Alkisah, berkumpullah sekelompok orang unik yang terdiri dari seniman, penulis, reporter, dan manusia-manusia aneh lain tak jauh dari keraton Surakarta. Mereka sedang reuni kecil-kecilan di sebuah wedangan HIK–Hidangan Istimewa Kampung–sebutan masyarakat Solo untuk warkop pinggir jalan.

Dalam pertemuan itu, NS, salah seorang penulis top Indonesia yang sejaman dengan Jakop Oetama sekaligus tokoh pers Jawa yang karyanya sulit diinventarisir karena terlalu banyak dan semuanya dijamin hebat, melontarkan pujian kepada istri barunya.

“Istriku yang baru ini sungguh wanita setia dan pengertian,” ungkapnya serius.

Mendengar ungkapan NS yang terkenal cengengesan tetapi bermuka adem, AA (bukan Antasari Azhar lho..) tokoh pers nasional, penulis, sekaligus seniman yang tidak diragukan lagi, hanya tersenyum.

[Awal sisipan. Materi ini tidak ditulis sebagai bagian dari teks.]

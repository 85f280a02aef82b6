//! Field extraction
//!
//! Every output field is described by a [`FieldSpec`]: an ordered list of
//! candidate locators, an optional pattern, prefixes to strip, and a typed
//! coercion. Candidates are tried in declaration order and the first one that
//! yields non-empty, pattern-valid, coercible text wins. A field that cannot
//! be resolved takes its default; only mandatory fields can reject a block.

use crate::config::{CandidateConfig, CandidateSource, FieldConfig, FieldKind};
use crate::extract::document::{attribute, element_text, text_nodes, NamedSelector};
use crate::extract::record::{FieldValue, Record};
use crate::extract::ExtractError;
use crate::url::resolve_link;
use crate::ConfigError;
use regex::Regex;
use scraper::ElementRef;
use std::sync::LazyLock;
use url::Url;

/// Attribute precedence for URL fields when a candidate names none.
/// Lazily loaded images keep the real URL in `data-src` and a placeholder in `src`.
const URL_ATTRIBUTES: &[&str] = &["data-src", "data-original", "src", "href"];

/// Lines kept by a residual candidate when the profile does not say
const DEFAULT_RESIDUAL_LINES: usize = 2;

static DATE_RE: LazyLock<Regex> =
    LazyLock::new(|| Regex::new(r"\d{4}-\d{2}-\d{2}").expect("valid date regex"));

/// One way of finding a field's raw text inside a block
#[derive(Debug, Clone)]
pub enum Candidate {
    /// First element matching the selector; attributes are read in order
    Element {
        selector: NamedSelector,
        attributes: Vec<String>,
    },
    /// Concatenated text of the whole block
    Block,
    /// Each text node of the block, in document order
    TextNodes,
    /// Block lines not already used by earlier fields and not dated
    Residual { max_lines: usize },
}

impl Candidate {
    fn compile(config: &CandidateConfig) -> Result<Self, ConfigError> {
        Ok(match config.from {
            CandidateSource::Element => {
                let source = config.selector.as_deref().ok_or_else(|| {
                    ConfigError::Validation("element candidate needs a selector".to_string())
                })?;
                Self::Element {
                    selector: NamedSelector::parse(source)?,
                    attributes: config.attributes.clone(),
                }
            }
            CandidateSource::Block => Self::Block,
            CandidateSource::TextNodes => Self::TextNodes,
            CandidateSource::Residual => Self::Residual {
                max_lines: config.max_lines.unwrap_or(DEFAULT_RESIDUAL_LINES).max(1),
            },
        })
    }

    fn describe(&self) -> String {
        match self {
            Self::Element { selector, .. } => format!("element '{}'", selector.as_str()),
            Self::Block => "block".to_string(),
            Self::TextNodes => "text-nodes".to_string(),
            Self::Residual { .. } => "residual".to_string(),
        }
    }
}

/// Compiled description of one output field
#[derive(Debug, Clone)]
pub struct FieldSpec {
    name: String,
    kind: FieldKind,
    mandatory: bool,
    candidates: Vec<Candidate>,
    pattern: Option<Regex>,
    strip_prefixes: Vec<String>,
    default: FieldValue,
    distinct_from: Option<String>,
}

impl FieldSpec {
    /// Compiles selectors and the pattern of a `[[fields]]` entry
    pub fn compile(config: &FieldConfig) -> Result<Self, ConfigError> {
        let candidates = config
            .candidates
            .iter()
            .map(Candidate::compile)
            .collect::<Result<Vec<_>, _>>()?;

        let pattern = config
            .pattern
            .as_deref()
            .map(|p| {
                Regex::new(p).map_err(|source| ConfigError::InvalidPattern {
                    pattern: p.to_string(),
                    source,
                })
            })
            .transpose()?;

        let default = match (config.kind, config.default.as_deref()) {
            (FieldKind::Integer, Some(raw)) => {
                FieldValue::Integer(raw.trim().parse().map_err(|_| {
                    ConfigError::Validation(format!(
                        "integer field '{}' has non-numeric default '{}'",
                        config.name, raw
                    ))
                })?)
            }
            (FieldKind::Integer, None) => FieldValue::Integer(0),
            (_, Some(raw)) => FieldValue::Text(raw.to_string()),
            (_, None) => FieldValue::Text(String::new()),
        };

        Ok(Self {
            name: config.name.clone(),
            kind: config.kind,
            mandatory: config.mandatory,
            candidates,
            pattern,
            strip_prefixes: config.strip_prefix.clone(),
            default,
            distinct_from: config.distinct_from.clone(),
        })
    }

    pub fn name(&self) -> &str {
        &self.name
    }

    pub fn kind(&self) -> FieldKind {
        self.kind
    }

    pub fn is_mandatory(&self) -> bool {
        self.mandatory
    }

    /// Value used when no candidate succeeds
    pub fn default_value(&self) -> &FieldValue {
        &self.default
    }

    /// Tries every candidate in order
    ///
    /// `earlier` holds the values already extracted from this block.
    pub fn extract(
        &self,
        block: ElementRef<'_>,
        page_url: &Url,
        earlier: &[(String, FieldValue)],
    ) -> Result<FieldValue, ExtractError> {
        for candidate in &self.candidates {
            for raw in self.raw_texts(candidate, block, earlier) {
                if let Some(value) = self.refine(&raw, page_url, earlier) {
                    tracing::trace!(
                        "Field '{}' resolved by {}",
                        self.name,
                        candidate.describe()
                    );
                    return Ok(value);
                }
            }
            tracing::trace!("Field '{}': {} failed", self.name, candidate.describe());
        }

        Err(ExtractError::FieldUnresolved {
            field: self.name.clone(),
            candidates: self.candidates.len(),
        })
    }

    /// Raw strings a candidate offers, best first
    fn raw_texts(
        &self,
        candidate: &Candidate,
        block: ElementRef<'_>,
        earlier: &[(String, FieldValue)],
    ) -> Vec<String> {
        match candidate {
            Candidate::Element {
                selector,
                attributes,
            } => {
                let Some(element) = selector.first_below(block) else {
                    return Vec::new();
                };
                self.element_value(element, attributes)
                    .into_iter()
                    .collect()
            }
            Candidate::Block => vec![element_text(block)],
            Candidate::TextNodes => text_nodes(block),
            Candidate::Residual { max_lines } => {
                let used: Vec<String> = earlier.iter().map(|(_, v)| v.to_string()).collect();
                let lines: Vec<String> = text_nodes(block)
                    .iter()
                    .flat_map(|node| node.lines())
                    .map(str::trim)
                    .filter(|line| !line.is_empty())
                    .filter(|line| !used.iter().any(|u| u == line))
                    .filter(|line| !DATE_RE.is_match(line))
                    .take(*max_lines)
                    .map(str::to_string)
                    .collect();
                vec![lines.join(" ")]
            }
        }
    }

    /// Attribute value (first non-empty in precedence order) or text
    fn element_value(&self, element: ElementRef<'_>, attributes: &[String]) -> Option<String> {
        if !attributes.is_empty() {
            return attributes.iter().find_map(|name| attribute(element, name));
        }
        if self.kind == FieldKind::Url {
            return URL_ATTRIBUTES.iter().find_map(|name| attribute(element, name));
        }
        Some(element_text(element))
    }

    /// Strips prefixes, applies the pattern, checks distinctness and coerces
    fn refine(
        &self,
        raw: &str,
        page_url: &Url,
        earlier: &[(String, FieldValue)],
    ) -> Option<FieldValue> {
        let mut text = raw.trim();
        for prefix in &self.strip_prefixes {
            if let Some(rest) = text.strip_prefix(prefix.as_str()) {
                text = rest.trim_start();
            }
        }

        let text = match &self.pattern {
            Some(pattern) => {
                let captures = pattern.captures(text)?;
                captures.get(1).or_else(|| captures.get(0))?.as_str().trim()
            }
            None => text,
        };

        if text.is_empty() {
            return None;
        }

        if let Some(other) = &self.distinct_from {
            let clashes = earlier
                .iter()
                .any(|(name, value)| name == other && value.as_text() == Some(text));
            if clashes {
                return None;
            }
        }

        match self.kind {
            FieldKind::Integer => text.parse::<i64>().ok().map(FieldValue::Integer),
            FieldKind::Url => resolve_link(text, page_url).map(FieldValue::Text),
            FieldKind::Text | FieldKind::Date => Some(FieldValue::Text(text.to_string())),
        }
    }
}

/// Builds records from item blocks
#[derive(Debug, Clone)]
pub struct FieldExtractor {
    fields: Vec<FieldSpec>,
}

impl FieldExtractor {
    pub fn new(fields: Vec<FieldSpec>) -> Self {
        Self { fields }
    }

    /// Compiles every `[[fields]]` entry in declaration order
    pub fn from_config(fields: &[FieldConfig]) -> Result<Self, ConfigError> {
        Ok(Self::new(
            fields
                .iter()
                .map(FieldSpec::compile)
                .collect::<Result<Vec<_>, _>>()?,
        ))
    }

    pub fn fields(&self) -> &[FieldSpec] {
        &self.fields
    }

    /// Declared field names, in order
    pub fn field_names(&self) -> Vec<String> {
        self.fields.iter().map(|f| f.name.clone()).collect()
    }

    /// Extracts one record from a block
    ///
    /// Unresolved optional fields take their default and extraction carries
    /// on; an unresolved mandatory field rejects the whole block.
    pub fn extract(
        &self,
        block: ElementRef<'_>,
        page_url: &Url,
        source_page: u32,
    ) -> Result<Record, ExtractError> {
        let mut values: Vec<(String, FieldValue)> = Vec::with_capacity(self.fields.len());

        for spec in &self.fields {
            let value = match spec.extract(block, page_url, &values) {
                Ok(value) => value,
                Err(_) if spec.mandatory => {
                    return Err(ExtractError::MandatoryFieldMissing {
                        field: spec.name.clone(),
                    });
                }
                Err(e) => {
                    tracing::trace!("{}; using default", e);
                    spec.default.clone()
                }
            };
            values.push((spec.name.clone(), value));
        }

        Ok(Record::new(values, source_page))
    }
}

Seorang pendengar yang lain, HNG, yang juga tokoh pers lokal Surakarta tetapi sangat disegani kalangan pers nasional, langsung nyeletuk, “Pengertian bagaimana, bukankah setiap istri memang harus setia di hadapan suaminya”.

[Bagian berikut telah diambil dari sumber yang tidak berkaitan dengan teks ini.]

//! Output sink traits and errors

use crate::extract::Record;
use thiserror::Error;

/// Errors that can occur during output operations
#[derive(Debug, Error)]
pub enum OutputError {
    #[error("JSON error: {0}")]
    Json(#[from] serde_json::Error),

    #[error("CSV error: {0}")]
    Csv(#[from] csv::Error),

    #[error("Asset download failed for {url}: {message}")]
    Download { url: String, message: String },

    #[error("IO error: {0}")]
    Io(#[from] std::io::Error),
}

/// Result type for output operations
pub type OutputResult<T> = Result<T, OutputError>;

/// Destination for an accumulated record set
pub trait RecordSink {
    /// Writes all records; `columns` is the declared field order plus `source_page`
    ///
    /// # Arguments
    ///
    /// * `columns` - Column names in output order
    /// * `records` - Records in crawl order
    fn write_records(&self, columns: &[String], records: &[Record]) -> OutputResult<()>;

    /// Human-readable destination, for logs
    fn describe(&self) -> String;
}
use url::Url;

/// Resolves an href against the page it was found on
///
/// Returns None if the reference should not be followed or stored:
/// - empty references
/// - javascript:, mailto:, tel: schemes
/// - data: URIs
/// - fragment-only references
/// - anything that does not resolve to HTTP(S)
pub fn resolve_link(href: &str, base_url: &Url) -> Option<String> {
    let href = href.trim();

    if href.is_empty() || href.starts_with('#') {
        return None;
    }

    let lowered = href.to_ascii_lowercase();
    if lowered.starts_with("javascript:")
        || lowered.starts_with("mailto:")
        || lowered.starts_with("tel:")
        || lowered.starts_with("data:")
    {
        return None;
    }

    match base_url.join(href) {
        Ok(absolute_url) => {
            if absolute_url.scheme() == "http" || absolute_url.scheme() == "https" {
                Some(absolute_url.to_string())
            } else {
                None
            }
        }
        Err(_) => None,
    }
}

HNG tidak pernah bisa berangkat ke Jakarta untuk menyejajarkan diri dengan teman-temannya yang sudah menjadi tokoh nasional hanya karena masalah nasib.

“Maksudmu?” sahut AA sambil tetap dengan mimik khasnya yang selalu mengulum senyum.

“Pengertian dan setia ketika sama-sama melek dan berhadap-hadapan, ketika salah satu tidur atau ketika sedang tidak berduaan,” timpal HNG

“Gini lho maksudnya, setiap usai making love, istriku langsung membersihkan “milikku” dengan waslap hangat,” lanjut NS.

“Lha itu yang dimaksud HNG,” sahut AA. “Yang dilakukan istrimu itu bukan bagian dari kesetiaannya, melainkan itu memang sudah kewajiban yang harus dilakoninya,” sambung AA.

“Bener kamu AA,  istriku memang wanita sempurna,” kata NS sambil tersenyum bangga.

“Kamu terlalu over. Maksudku, kewajiban yang selama ini dilakoni istrimu itu bukan tanda kesetiaan, tetapi dia sudah terbiasa melakukannya. Jangan-jangan istrimu itu memang lulusan panti pijat yang harus piawai menyervis kliennya, termasuk aku,” kata AA dengan wajah dingin.